Of coffee, wine and cheese parties, coca cola and sex…
Of coffee, cheese and wine parties, coca cola and sex…
These events explain the great Coca Cola scare in Belgium in the second week of June 1999, when forty-three schoolgirls mysteriously became ill after drinking Coke products. In its slow reluctant reaction to this news, Coke followed the example of Perrier in a similar case in 1990, when the French company was slow to recall batches of its mineral water containing traces of benzene.

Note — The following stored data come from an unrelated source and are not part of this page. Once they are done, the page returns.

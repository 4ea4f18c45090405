//! World Development Indicators table: one row per (country, indicator),
//! one column per year.

use std::cmp::Ordering;
use std::path::PathBuf;

use csv::StringRecord;
use log::info;
use serde::Serialize;

use super::source::DataSource;
use crate::common::dash_exception::{DashError, DashResult, ErrCode};
use crate::common::utils::{decode_latin1_fallback, parse_cell};

const COUNTRY_NAME: &str = "Country Name";
const COUNTRY_CODE: &str = "Country Code";
const INDICATOR_NAME: &str = "Indicator Name";
const INDICATOR_CODE: &str = "Indicator Code";

#[derive(Debug, Clone, PartialEq, Serialize)]
pub struct WdiRow {
    pub country_name: String,
    pub country_code: String,
    pub indicator_name: String,
    pub indicator_code: String,
    pub values: Vec<Option<f64>>,
}

#[derive(Debug, Clone, PartialEq, Serialize)]
pub struct RegionTrace {
    pub region: String,
    /// One value per year, empty when the region has no row for the indicator
    pub values: Vec<Option<f64>>,
}

#[derive(Debug, Clone, PartialEq, Serialize)]
pub struct IndicatorTraces {
    pub indicator: String,
    pub traces: Vec<RegionTrace>,
}

#[derive(Debug, Clone, PartialEq, Serialize)]
pub struct CountrySeries {
    pub country_name: String,
    pub years: Vec<i32>,
    pub values: Vec<Option<f64>>,
}

#[derive(Debug, Clone, Default, PartialEq, Serialize)]
pub struct WdiTable {
    years: Vec<i32>,
    rows: Vec<WdiRow>,
}

impl WdiTable {
    pub fn from_csv_str(text: &str) -> DashResult<Self> {
        let mut rdr = csv::ReaderBuilder::new()
            .flexible(true)
            .from_reader(text.as_bytes());
        let headers = rdr.headers()?.clone();

        let col = |name: &str| {
            headers
                .iter()
                .position(|h| h.trim() == name)
                .ok_or_else(|| {
                    DashError::new(
                        format!("indicator csv is missing the {:?} column", name),
                        ErrCode::SrcDataFormatError,
                    )
                })
        };
        let (name_idx, code_idx) = (col(COUNTRY_NAME)?, col(COUNTRY_CODE)?);
        let (ind_idx, ind_code_idx) = (col(INDICATOR_NAME)?, col(INDICATOR_CODE)?);

        let year_cols: Vec<(usize, i32)> = headers
            .iter()
            .enumerate()
            .filter_map(|(i, h)| h.trim().parse::<i32>().ok().map(|y| (i, y)))
            .collect();
        if year_cols.is_empty() {
            return Err(DashError::new(
                "indicator csv has no year columns",
                ErrCode::SrcDataFormatError,
            ));
        }

        let mut rows = Vec::new();
        for (line, result) in rdr.records().enumerate() {
            let record: StringRecord = result?;
            let field = |idx: usize| record.get(idx).unwrap_or("").trim().to_string();

            let mut values = Vec::with_capacity(year_cols.len());
            for &(idx, year) in &year_cols {
                let raw = record.get(idx).unwrap_or("");
                let v = parse_cell(raw).map_err(|e| {
                    DashError::new(
                        format!("row {} year {}: bad number {:?}: {}", line + 2, year, raw, e),
                        ErrCode::SrcDataFormatError,
                    )
                })?;
                values.push(v);
            }

            rows.push(WdiRow {
                country_name: field(name_idx),
                country_code: field(code_idx),
                indicator_name: field(ind_idx),
                indicator_code: field(ind_code_idx),
                values,
            });
        }

        Ok(Self {
            years: year_cols.into_iter().map(|(_, y)| y).collect(),
            rows,
        })
    }

    pub fn from_bytes(bytes: &[u8]) -> DashResult<Self> {
        Self::from_csv_str(&decode_latin1_fallback(bytes))
    }

    pub fn years(&self) -> &[i32] {
        &self.years
    }

    pub fn rows(&self) -> &[WdiRow] {
        &self.rows
    }

    fn year_index(&self, year: i32) -> DashResult<usize> {
        self.years.iter().position(|&y| y == year).ok_or_else(|| {
            DashError::new(format!("no column for year {}", year), ErrCode::NoData)
        })
    }

    fn rows_for<'a>(&'a self, indicator: &'a str) -> impl Iterator<Item = &'a WdiRow> + 'a {
        self.rows.iter().filter(move |r| r.indicator_name == indicator)
    }

    /// Unique country names, in file order
    pub fn regions(&self) -> Vec<String> {
        let mut seen: Vec<String> = Vec::new();
        for row in &self.rows {
            if !seen.contains(&row.country_name) {
                seen.push(row.country_name.clone());
            }
        }
        seen
    }

    pub fn indicator_over_regions(
        &self,
        indicators: &[String],
        regions: &[String],
    ) -> Vec<IndicatorTraces> {
        indicators
            .iter()
            .map(|indicator| IndicatorTraces {
                indicator: indicator.clone(),
                traces: regions
                    .iter()
                    .map(|region| RegionTrace {
                        region: region.clone(),
                        values: self
                            .rows_for(indicator)
                            .find(|r| &r.country_name == region)
                            .map(|r| r.values.clone())
                            .unwrap_or_default(),
                    })
                    .collect(),
            })
            .collect()
    }

    /// Years where at least one country has a value for `indicator`
    pub fn available_years(&self, indicator: &str) -> Vec<i32> {
        self.years
            .iter()
            .enumerate()
            .filter(|(i, _)| self.rows_for(indicator).any(|r| r.values[*i].is_some()))
            .map(|(_, &y)| y)
            .collect()
    }

    /// `(country, value)` pairs of one year, in file order
    pub fn choropleth(&self, indicator: &str, year: i32) -> DashResult<Vec<(String, Option<f64>)>> {
        let idx = self.year_index(year)?;
        Ok(self
            .rows_for(indicator)
            .map(|r| (r.country_name.clone(), r.values[idx]))
            .collect())
    }

    /// Same as [`choropleth`](Self::choropleth) but sorted by value, highest
    /// first, with missing values last
    pub fn ranking(&self, indicator: &str, year: i32) -> DashResult<Vec<(String, Option<f64>)>> {
        let mut rows = self.choropleth(indicator, year)?;
        rows.sort_by(|a, b| match (a.1, b.1) {
            (Some(x), Some(y)) => y.partial_cmp(&x).unwrap_or(Ordering::Equal),
            (Some(_), None) => Ordering::Less,
            (None, Some(_)) => Ordering::Greater,
            (None, None) => Ordering::Equal,
        });
        Ok(rows)
    }

    pub fn country_series(&self, indicator: &str, country_code: &str) -> DashResult<CountrySeries> {
        let row = self
            .rows_for(indicator)
            .find(|r| r.country_code == country_code)
            .ok_or_else(|| {
                DashError::new(
                    format!("no {:?} data for country {}", indicator, country_code),
                    ErrCode::NoData,
                )
            })?;
        Ok(CountrySeries {
            country_name: row.country_name.clone(),
            years: self.years.clone(),
            values: row.values.clone(),
        })
    }
}

/// World Bank indicator CSV file
#[derive(Debug)]
pub struct WdiSource {
    path: PathBuf,
    table: Option<WdiTable>,
}

impl WdiSource {
    pub fn new(path: impl Into<PathBuf>) -> Self {
        Self {
            path: path.into(),
            table: None,
        }
    }

    pub fn table(&self) -> DashResult<&WdiTable> {
        self.table.as_ref().ok_or_else(|| {
            DashError::new(format!("{} is not loaded", self.describe()), ErrCode::NoData)
        })
    }
}

impl DataSource for WdiSource {
    fn describe(&self) -> String {
        format!("indicator file {}", self.path.display())
    }

    fn load(&mut self) -> DashResult<()> {
        let bytes = std::fs::read(&self.path).map_err(|e| {
            DashError::new(
                format!("cannot read {}: {}", self.path.display(), e),
                ErrCode::SrcDataNotFound,
            )
        })?;
        let table = WdiTable::from_bytes(&bytes)?;
        info!(
            "loaded {} indicator rows over {} years from {:?}",
            table.rows.len(),
            table.years.len(),
            self.path
        );
        self.table = Some(table);
        Ok(())
    }

    fn is_loaded(&self) -> bool {
        self.table.is_some()
    }
}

Coke tested its products and found no health problem, but other people across Belgium and then France reported illnesses. A week after the first reported illnesses, 101 people reported being ill. Some were admitted to hospitals for “hemolysis” or “excessive dissolution of red blood cells”.

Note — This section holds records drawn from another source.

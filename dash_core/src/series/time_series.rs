use chrono::{NaiveDate, NaiveDateTime, NaiveTime};
use serde::Serialize;

use crate::common::dash_exception::{DashError, DashResult, ErrCode};
use crate::common::utils::normalize;

/// Ordered `(timestamp, value)` pairs with strictly increasing timestamps.
///
/// Values are `None` where the observation is missing. NaN and infinite
/// inputs are stored as `None`, so callers never see them coming back out.
#[derive(Debug, Clone, PartialEq, Serialize)]
pub struct TimeSeries {
    name: Option<String>,
    timestamps: Vec<NaiveDateTime>,
    values: Vec<Option<f64>>,
}

impl TimeSeries {
    pub fn new(timestamps: Vec<NaiveDateTime>, values: Vec<Option<f64>>) -> DashResult<Self> {
        if timestamps.len() != values.len() {
            return Err(DashError::new(
                format!(
                    "timestamps ({}) and values ({}) must have the same length",
                    timestamps.len(),
                    values.len()
                ),
                ErrCode::LengthMismatch,
            ));
        }

        if let Some(pos) = timestamps.windows(2).position(|w| w[0] >= w[1]) {
            return Err(DashError::new(
                format!(
                    "timestamp {} at index {} is not after {}",
                    timestamps[pos + 1],
                    pos + 1,
                    timestamps[pos]
                ),
                ErrCode::SeriesNotMonotonous,
            ));
        }

        let values = values.into_iter().map(|v| v.and_then(normalize)).collect();
        Ok(Self {
            name: None,
            timestamps,
            values,
        })
    }

    /// Build from raw floats, NaN or infinity meaning missing
    pub fn from_f64(timestamps: Vec<NaiveDateTime>, values: Vec<f64>) -> DashResult<Self> {
        Self::new(timestamps, values.into_iter().map(normalize).collect())
    }

    /// One value per calendar day starting at `start`
    pub fn daily(start: NaiveDate, values: Vec<Option<f64>>) -> Self {
        let timestamps = start
            .iter_days()
            .take(values.len())
            .map(|d| d.and_time(NaiveTime::MIN))
            .collect();
        Self {
            name: None,
            timestamps,
            values: values.into_iter().map(|v| v.and_then(normalize)).collect(),
        }
    }

    pub fn with_name(mut self, name: impl Into<String>) -> Self {
        self.name = Some(name.into());
        self
    }

    pub fn name(&self) -> Option<&str> {
        self.name.as_deref()
    }

    pub fn timestamps(&self) -> &[NaiveDateTime] {
        &self.timestamps
    }

    pub fn values(&self) -> &[Option<f64>] {
        &self.values
    }

    pub fn len(&self) -> usize {
        self.values.len()
    }

    pub fn is_empty(&self) -> bool {
        self.values.is_empty()
    }

    pub fn iter(&self) -> impl Iterator<Item = (&NaiveDateTime, Option<f64>)> + '_ {
        self.timestamps.iter().zip(self.values.iter().copied())
    }

    pub fn missing_count(&self) -> usize {
        self.values.iter().filter(|v| v.is_none()).count()
    }

    /// Sub-series with `start <= t <= end`
    pub fn between(&self, start: NaiveDateTime, end: NaiveDateTime) -> Self {
        let lo = self.timestamps.partition_point(|t| *t < start);
        let hi = self.timestamps.partition_point(|t| *t <= end).max(lo);
        Self {
            name: self.name.clone(),
            timestamps: self.timestamps[lo..hi].to_vec(),
            values: self.values[lo..hi].to_vec(),
        }
    }
}

#[cfg(test)]
mod tests {
    use super::*;

    fn day(d: u32) -> NaiveDateTime {
        NaiveDate::from_ymd_opt(2016, 6, d)
            .unwrap()
            .and_time(NaiveTime::MIN)
    }

    #[test]
    fn test_new_rejects_length_mismatch() {
        let err = TimeSeries::new(vec![day(1), day(2)], vec![Some(1.0)]).unwrap_err();
        assert_eq!(err.errcode, ErrCode::LengthMismatch);
    }

    #[test]
    fn test_new_rejects_non_increasing() {
        let err = TimeSeries::new(vec![day(1), day(1)], vec![Some(1.0), Some(2.0)]).unwrap_err();
        assert_eq!(err.errcode, ErrCode::SeriesNotMonotonous);

        let err = TimeSeries::new(vec![day(2), day(1)], vec![Some(1.0), Some(2.0)]).unwrap_err();
        assert_eq!(err.errcode, ErrCode::SeriesNotMonotonous);
    }

    #[test]
    fn test_nan_becomes_missing() {
        let ts = TimeSeries::from_f64(vec![day(1), day(2), day(3)], vec![f64::NAN, 3.0, f64::INFINITY])
            .unwrap();
        assert_eq!(ts.values(), &[None, Some(3.0), None]);
        assert_eq!(ts.missing_count(), 2);
    }

    #[test]
    fn test_daily() {
        let ts = TimeSeries::daily(day(1).date(), vec![Some(1.0), None, Some(3.0)]).with_name("aapl");
        assert_eq!(ts.len(), 3);
        assert_eq!(ts.timestamps()[2], day(3));
        assert_eq!(ts.name(), Some("aapl"));
    }

    #[test]
    fn test_between_is_inclusive() {
        let ts = TimeSeries::daily(day(1).date(), (1..=10).map(|v| Some(v as f64)).collect());
        let sub = ts.between(day(3), day(5));
        assert_eq!(sub.values(), &[Some(3.0), Some(4.0), Some(5.0)]);

        let empty = ts.between(day(20), day(25));
        assert!(empty.is_empty());

        let reversed = ts.between(day(5), day(3));
        assert!(reversed.is_empty());
    }
}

As reactions spread across Europe, the next week 249 more people claimed to be sick, and Coke realised it had a big problem on its hands. Three weeks into the crisis, Coca-Cola CEO flew from Atlanta to Europe, closed the bottling plants in Belgium, and announced that the cause of the reactions had been found: an inferior kind of carbon dioxide used to produce bubbles in Coke had inadvertently created a smell of rotten eggs. In addition, creosote on some wooden pallets had gotten on some cans. Evidently, the victims had smelled rotten eggs or creosote while drinking Coke and concluded that they had ingested something rotten.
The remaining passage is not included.